Privacy advocates are deeply troubled by the new law, particularly the automatic sharing of data between affiliates, and are now looking to the states to turn the tide and pass "opt-in" laws to protect consumers.
"Congress dropped the ball last year and failed to protect customer privacy," said Ed Mierzwinski, consumer program director at the U.S. Public Research Interest Group. "It's critical the states and attorneys general keep the pressure on big banks."
Last week, New York Attorney General Eliot Spitzer did just that. In a landmark settlement, Chase Manhattan Bank agreed to limit the sharing of customer account and credit information with third-party marketers to only names, addresses and telephone numbers. Account information can be transferred only with specific written permission from the consumer.
"This agreement advances important privacy protections not adequately addressed last year on the federal level," Spitzer said. "The right to control who is scrutinizing information about one's buying habits and purchasing decisions is a vital component in protecting a fundamental American right."
Spitzer also unveiled a legislative agenda to protect personal privacy, both online and offline, through a new opt-in program.
California is further along in pushing the strategy. Late last month, three bills - AB1707, SB1372 and SB1337 - were introduced in the State Assembly that would specifically require customers to opt in when a financial institution wishes to transfer data - even to affiliate companies.

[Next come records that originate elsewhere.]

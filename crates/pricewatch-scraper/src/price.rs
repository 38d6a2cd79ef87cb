//! Pure price parsing and plausibility checks.
//!
//! Both functions are side-effect free; the pipeline runs every extracted
//! price string through [`parse_price`] and every parsed value through
//! [`validate_price`] regardless of which tier produced it.

use std::sync::LazyLock;

use regex::Regex;

/// Upper bound for a plausible retail price. Larger values are usually a SKU
/// or a cents-as-dollars mistake.
pub const MAX_PRICE: f64 = 50_000.0;

/// Lower bound for a plausible retail price. Smaller values are usually a
/// mis-parsed cents component.
pub const MIN_PRICE: f64 = 1.0;

/// A scraped price may be at most this multiple of the reference retail price.
pub const MAX_MARKUP_RATIO: f64 = 2.0;

static NON_PRICE_CHARS: LazyLock<Regex> =
    LazyLock::new(|| Regex::new(r"[^0-9.,]").expect("valid regex"));

/// Trailing `,dd` marks a European-style decimal comma (`"99,99"`, `"1.234,56"`).
static EUROPEAN_DECIMAL: LazyLock<Regex> =
    LazyLock::new(|| Regex::new(r",\d{2}$").expect("valid regex"));

/// Converts raw price text into a number.
///
/// Everything except digits, `.` and `,` is stripped. A trailing two-digit
/// group after a comma is read as a decimal comma (dots and other commas are
/// then thousands separators); otherwise commas are thousands separators.
///
/// Returns `None` when nothing numeric remains or the value is zero.
///
/// | Input | Output |
/// |-------|--------|
/// | `"$99.99"` | `99.99` |
/// | `"99,99 €"` | `99.99` |
/// | `"¥9,999"` | `9999.0` |
/// | `"1.234,56"` | `1234.56` |
#[must_use]
pub fn parse_price(text: &str) -> Option<f64> {
    let cleaned = NON_PRICE_CHARS.replace_all(text, "");
    if cleaned.is_empty() {
        return None;
    }

    let normalized = if EUROPEAN_DECIMAL.is_match(&cleaned) {
        let (whole, fraction) = cleaned.rsplit_once(',')?;
        let whole: String = whole.chars().filter(char::is_ascii_digit).collect();
        format!("{whole}.{fraction}")
    } else {
        cleaned.replace(',', "")
    };

    let value = normalized.parse::<f64>().ok()?;
    if value.is_nan() || value == 0.0 {
        return None;
    }
    Some(value)
}

/// Returns why `price` is implausible, or `None` if it passes every check.
///
/// `retail_price_hint` is a known reference price for the product; when it
/// is supplied, a scraped price more than [`MAX_MARKUP_RATIO`] times the
/// reference is rejected as an unrelated number picked up from the page.
#[must_use]
pub fn price_rejection_reason(price: f64, retail_price_hint: Option<f64>) -> Option<&'static str> {
    if !price.is_finite() {
        return Some("not a finite number");
    }
    if price <= 0.0 {
        return Some("not positive");
    }
    if price < MIN_PRICE {
        return Some("below minimum plausible price");
    }
    if price > MAX_PRICE {
        return Some("above maximum plausible price");
    }
    if let Some(hint) = retail_price_hint.filter(|h| h.is_finite() && *h > 0.0) {
        if price > hint * MAX_MARKUP_RATIO {
            return Some("more than double the reference retail price");
        }
    }
    None
}

/// Returns `true` when `price` is a plausible retail price.
#[must_use]
pub fn validate_price(price: f64, retail_price_hint: Option<f64>) -> bool {
    price_rejection_reason(price, retail_price_hint).is_none()
}

#[cfg(test)]
#[path = "price_test.rs"]
mod tests;
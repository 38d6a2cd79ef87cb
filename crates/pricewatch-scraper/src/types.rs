//! Shopify storefront response types for `/products/<handle>.json`.
//!
//! ### `price` / `compare_at_price`
//! Decimal strings (`"30.00"`). `compare_at_price` is explicitly `null` when
//! the variant is not discounted, and some stores send `"0.00"` or a value
//! equal to `price` instead; only a value above `price` means a sale.
//!
//! ### `available`
//! Present on most stores; absent on some older themes. Defaults to `true`.
//!
//! ### `position`
//! `1` for the storefront-default variant.

use serde::Deserialize;

/// Envelope returned by `GET /products/<handle>.json`.
#[derive(Debug, Deserialize)]
pub struct ShopifyProductResponse {
    pub product: ShopifyProduct,
}

#[derive(Debug, Deserialize)]
pub struct ShopifyProduct {
    pub id: i64,
    pub title: String,
    #[serde(default)]
    pub vendor: Option<String>,
    #[serde(default)]
    pub variants: Vec<ShopifyVariant>,
}

#[derive(Debug, Deserialize)]
pub struct ShopifyVariant {
    pub id: i64,
    #[serde(default)]
    pub title: Option<String>,
    pub price: String,
    #[serde(default)]
    pub compare_at_price: Option<String>,
    #[serde(default = "default_available")]
    pub available: bool,
    #[serde(default)]
    pub position: Option<i32>,
}

fn default_available() -> bool {
    true
}

impl ShopifyProduct {
    /// Picks the variant a shopper would see: the one named by `variant_id`
    /// when it exists, else the storefront default (position 1), else the
    /// first listed.
    #[must_use]
    pub fn select_variant(&self, variant_id: Option<i64>) -> Option<&ShopifyVariant> {
        variant_id
            .and_then(|id| self.variants.iter().find(|v| v.id == id))
            .or_else(|| self.variants.iter().find(|v| v.position == Some(1)))
            .or_else(|| self.variants.first())
    }
}
//! Turns a fetched page into a payload, shared by every HTML-fetching tier.

use crate::error::ScrapeError;
use crate::extract::{extract_fields, SelectorSet};
use crate::jsonld::extract_jsonld_offer;
use crate::payload::RawExtractionPayload;

use super::FetchedHtml;

/// Extracts price fields from `html` with `selectors`, falling back to the
/// page's JSON-LD offer when no price selector matches.
///
/// When neither yields a price, the page is stored in `fetched` so the
/// language-model tier can try it.
///
/// # Errors
///
/// Returns [`ScrapeError::NoPriceFound`] when the page carries no price.
pub fn payload_from_html(
    url: &str,
    html: String,
    selectors: &SelectorSet,
    fetched: &FetchedHtml,
) -> Result<RawExtractionPayload, ScrapeError> {
    let mut fields = extract_fields(&html, selectors);

    if fields.price_text.is_empty() && fields.sale_price_text.is_empty() {
        if let Some(offer) = extract_jsonld_offer(&html) {
            tracing::debug!(url, "price selectors missed; using JSON-LD offer");
            fields.price_text = offer.price_text;
            if fields.availability_text.is_empty() {
                fields.availability_text = offer.availability.unwrap_or_default();
            }
        }
    }

    if fields.price_text.is_empty() && fields.sale_price_text.is_empty() {
        tracing::debug!(url, bytes = html.len(), "no price selector matched");
        fetched.store(html);
        return Err(ScrapeError::NoPriceFound {
            url: url.to_owned(),
        });
    }

    Ok(RawExtractionPayload::Html {
        price_text: fields.price_text,
        sale_price_text: fields.sale_price_text,
        availability_text: fields.availability_text,
    })
}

"I do not believe that we should be forced to give up our right to privacy in order to get financial services," said California Assembly Member Sheila James Kuehl, author of bill 1707. "As enthusiastic as I am about entering the new Information Age, with its technological advancements and economic opportunities, I want us to take our rights as consumers with us."
But a broad array of well-funded and powerful banking lobbyists is lining up to kill the measures.
"The bills are very confusing, and none of the directions are consistent with the federal law," said James Clark, vice president of state government regulatory affairs at the California Bankers Association. "It's a recipe for mass confusion."
Clark argued that banks need the flexibility to transfer customer information among affiliates in order to expedite desired services. "If you require opt-in every time information goes to a third party, you might as well carry cash," he said.
But privacy advocates asserted that the primary danger of such information-sharing is not just cross-marketing, but denial of services. They fear that if a bank obtains your health information from an affiliate's insurance policy and it shows serious illness, a personal loan may not be granted.
Vermont Attorney General William Sorrell learned that banking lobbyists are playing hardball in no uncertain terms. Shortly after the passage of the Financial Services Modernizaton Act, Sorrell moved to close the privacy loophole by adding new language to existing state banking law. Subsequently, several banking lobbyists requested a breakfast meeting.
"They said that if I persisted in trying to tie banks' hands in transferring personal information, [they would] increase prices for consumer credit and mortgage rates for Vermonters," said Sorrell, who still supports the language. "It reaffirmed to me how valuable these information assets are to them."